● Problem details
Starting at the line with "stored.insert(tenant_id.0.clone(), rules);" and going on through the line with "assert_eq!(events.len(), 3);", reproduce each line in the records below exactly and nothing more.
-------- Excerpted data
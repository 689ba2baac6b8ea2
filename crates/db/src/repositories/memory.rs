use std::collections::{HashMap, VecDeque};

use chrono::{DateTime, Utc};
use tokio::sync::RwLock;

use frontdesk_core::cursor::Cursor;
use frontdesk_core::domain::call::CallRecord;
use frontdesk_core::domain::event::{TaskEvent, TenantId};
use frontdesk_core::domain::subscription::Subscription;
use frontdesk_core::domain::task::{Task, TaskId};
use frontdesk_core::routing::RoutingRule;

use super::{
    CallRepository, RepositoryError, RoutingRuleRepository, SubscriptionRepository,
    TaskEventRepository, TaskRepository,
};

/// Last-resort event buffer: per-tenant ring buffers with a fixed cap,
/// oldest entries dropped first. Lossy across restarts by design.
pub struct InMemoryTaskEventRepository {
    capacity: usize,
    events: RwLock<HashMap<String, VecDeque<TaskEvent>>>,
}

impl InMemoryTaskEventRepository {
    pub fn new(capacity: usize) -> Self {
        Self { capacity: capacity.max(1), events: RwLock::new(HashMap::new()) }
    }
}

#[async_trait::async_trait]
impl TaskEventRepository for InMemoryTaskEventRepository {
    async fn append(&self, tenant_id: &TenantId, event: &TaskEvent) -> Result<(), RepositoryError> {
        let mut events = self.events.write().await;
        let buffer = events.entry(tenant_id.0.clone()).or_default();
        buffer.push_back(event.clone());
        while buffer.len() > self.capacity {
            buffer.pop_front();
        }
        Ok(())
    }

    async fn fetch_since(
        &self,
        tenant_id: &TenantId,
        since: Option<&Cursor>,
        limit: u32,
    ) -> Result<Vec<TaskEvent>, RepositoryError> {
        let events = self.events.read().await;
        let Some(buffer) = events.get(tenant_id.as_str()) else {
            return Ok(Vec::new());
        };

        Ok(buffer
            .iter()
            .filter(|event| since.map_or(true, |since| event.cursor > *since))
            .take(limit as usize)
            .cloned()
            .collect())
    }
}

#[derive(Default)]
pub struct InMemoryTaskRepository {
    tasks: RwLock<HashMap<String, HashMap<String, Task>>>,
}

#[async_trait::async_trait]
impl TaskRepository for InMemoryTaskRepository {
    async fn save(&self, task: &Task) -> Result<(), RepositoryError> {
        let mut tasks = self.tasks.write().await;
        tasks
            .entry(task.tenant_id.0.clone())
            .or_default()
            .insert(task.id.0.clone(), task.clone());
        Ok(())
    }

    async fn find_by_id(
        &self,
        tenant_id: &TenantId,
        id: &TaskId,
    ) -> Result<Option<Task>, RepositoryError> {
        let tasks = self.tasks.read().await;
        Ok(tasks.get(tenant_id.as_str()).and_then(|tenant| tenant.get(&id.0)).cloned())
    }

    async fn list_changed_since(
        &self,
        tenant_id: &TenantId,
        since: DateTime<Utc>,
        limit: u32,
    ) -> Result<Vec<Task>, RepositoryError> {
        let tasks = self.tasks.read().await;
        let mut changed: Vec<Task> = tasks
            .get(tenant_id.as_str())
            .map(|tenant| tenant.values().filter(|task| task.updated_at > since).cloned().collect())
            .unwrap_or_default();

        changed.sort_by_key(|task| task.updated_at);
        changed.truncate(limit as usize);
        Ok(changed)
    }
}

#[derive(Default)]
pub struct InMemoryCallRepository {
    calls: RwLock<HashMap<String, HashMap<String, CallRecord>>>,
}

#[async_trait::async_trait]
impl CallRepository for InMemoryCallRepository {
    async fn save(&self, call: &CallRecord) -> Result<(), RepositoryError> {
        let mut calls = self.calls.write().await;
        calls.entry(call.tenant_id.0.clone()).or_default().insert(call.id.0.clone(), call.clone());
        Ok(())
    }

    async fn list_started_within(
        &self,
        tenant_id: &TenantId,
        start: DateTime<Utc>,
        end: DateTime<Utc>,
    ) -> Result<Vec<CallRecord>, RepositoryError> {
        let calls = self.calls.read().await;
        let mut within: Vec<CallRecord> = calls
            .get(tenant_id.as_str())
            .map(|tenant| {
                tenant
                    .values()
                    .filter(|call| call.started_at >= start && call.started_at < end)
                    .cloned()
                    .collect()
            })
            .unwrap_or_default();

        within.sort_by_key(|call| call.started_at);
        Ok(within)
    }
}

#[derive(Default)]
pub struct InMemorySubscriptionRepository {
    subscriptions: RwLock<HashMap<String, Subscription>>,
}

#[async_trait::async_trait]
impl SubscriptionRepository for InMemorySubscriptionRepository {
    async fn find_by_tenant(
        &self,
        tenant_id: &TenantId,
    ) -> Result<Option<Subscription>, RepositoryError> {
        let subscriptions = self.subscriptions.read().await;
        Ok(subscriptions.get(tenant_id.as_str()).cloned())
    }

    async fn save(&self, subscription: &Subscription) -> Result<(), RepositoryError> {
        let mut subscriptions = self.subscriptions.write().await;
        subscriptions.insert(subscription.tenant_id.0.clone(), subscription.clone());
        Ok(())
    }
}

#[derive(Default)]
pub struct InMemoryRoutingRuleRepository {
    rules: RwLock<HashMap<String, Vec<RoutingRule>>>,
}

impl InMemoryRoutingRuleRepository {
    pub async fn set_rules(&self, tenant_id: &TenantId, rules: Vec<RoutingRule>) {
        let mut stored = self.rules.write().await;
        stored.insert(tenant_id.0.clone(), rules);
    }
}

#[async_trait::async_trait]
impl RoutingRuleRepository for InMemoryRoutingRuleRepository {
    async fn rules_for_tenant(
        &self,
        tenant_id: &TenantId,
    ) -> Result<Vec<RoutingRule>, RepositoryError> {
        let rules = self.rules.read().await;
        Ok(rules.get(tenant_id.as_str()).cloned().unwrap_or_default())
    }
}

#[cfg(test)]
mod tests {
    use chrono::{Duration, Utc};
    use serde_json::json;

    use frontdesk_core::domain::event::{TaskEvent, TaskEventKind, TenantId};
    use frontdesk_core::domain::task::{Task, TaskId, TaskStatus};

    use crate::repositories::{
        InMemoryTaskEventRepository, InMemoryTaskRepository, TaskEventRepository, TaskRepository,
    };

    fn tenant(id: &str) -> TenantId {
        TenantId(id.to_string())
    }

    #[tokio::test]
    async fn ring_buffer_drops_oldest_beyond_capacity() {
        let repo = InMemoryTaskEventRepository::new(3);
        let tenant = tenant("acme-dental");

        for index in 0..5 {
            let event = TaskEvent::new(TaskEventKind::Created, format!("task-{index}"), json!({}));
            repo.append(&tenant, &event).await.expect("append");
        }

        let events = repo.fetch_since(&tenant, None, 100).await.expect("fetch");
        assert_eq!(events.len(), 3);
        assert_eq!(events[0].subject_id, "task-2");
        assert_eq!(events[2].subject_id, "task-4");
    }

    #[tokio::test]
    async fn fetch_is_tenant_scoped_and_strictly_after_cursor() {
        let repo = InMemoryTaskEventRepository::new(100);
        let one = tenant("tenant-one");
        let two = tenant("tenant-two");

        let first = TaskEvent::new(TaskEventKind::Created, "task-1", json!({}));
        repo.append(&one, &first).await.expect("append");
        let second = TaskEvent::new(TaskEventKind::Updated, "task-1", json!({}));
        repo.append(&one, &second).await.expect("append");

        assert!(repo.fetch_since(&two, None, 100).await.expect("fetch").is_empty());

        let after_first =
            repo.fetch_since(&one, Some(&first.cursor), 100).await.expect("fetch");
        assert_eq!(after_first.len(), 1);
        assert_eq!(after_first[0].cursor, second.cursor);
    }

    #[tokio::test]
    async fn task_repo_lists_changes_in_updated_order() {
        let repo = InMemoryTaskRepository::default();
        let now = Utc::now();

        for index in 0..3 {
            let task = Task {
                id: TaskId(format!("T-{index}")),
                tenant_id: tenant("acme-dental"),
                title: format!("task {index}"),
                detail: None,
                status: TaskStatus::Open,
                created_at: now,
                updated_at: now + Duration::seconds(index),
            };
            repo.save(&task).await.expect("save");
        }

        let changed = repo
            .list_changed_since(&tenant("acme-dental"), now - Duration::seconds(1), 10)
            .await
            .expect("list");
        assert_eq!(changed.len(), 3);
        assert_eq!(changed[0].id.0, "T-0");
        assert_eq!(changed[2].id.0, "T-2");
    }
}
----------------
● Final answer
        stored.insert(tenant_id.0.clone(), rules);
    }
}

#[async_trait::async_trait]
impl RoutingRuleRepository for InMemoryRoutingRuleRepository {
    async fn rules_for_tenant(
        &self,
        tenant_id: &TenantId,
    ) -> Result<Vec<RoutingRule>, RepositoryError> {
        let rules = self.rules.read().await;
        Ok(rules.get(tenant_id.as_str()).cloned().unwrap_or_default())
    }
}

#[cfg(test)]
mod tests {
    use chrono::{Duration, Utc};
    use serde_json::json;

    use frontdesk_core::domain::event::{TaskEvent, TaskEventKind, TenantId};
    use frontdesk_core::domain::task::{Task, TaskId, TaskStatus};

    use crate::repositories::{
        InMemoryTaskEventRepository, InMemoryTaskRepository, TaskEventRepository, TaskRepository,
    };

    fn tenant(id: &str) -> TenantId {
        TenantId(id.to_string())
    }

    #[tokio::test]
    async fn ring_buffer_drops_oldest_beyond_capacity() {
        let repo = InMemoryTaskEventRepository::new(3);
        let tenant = tenant("acme-dental");

        for index in 0..5 {
            let event = TaskEvent::new(TaskEventKind::Created, format!("task-{index}"), json!({}));
            repo.append(&tenant, &event).await.expect("append");
        }

        let events = repo.fetch_since(&tenant, None, 100).await.expect("fetch");
        assert_eq!(events.len(), 3);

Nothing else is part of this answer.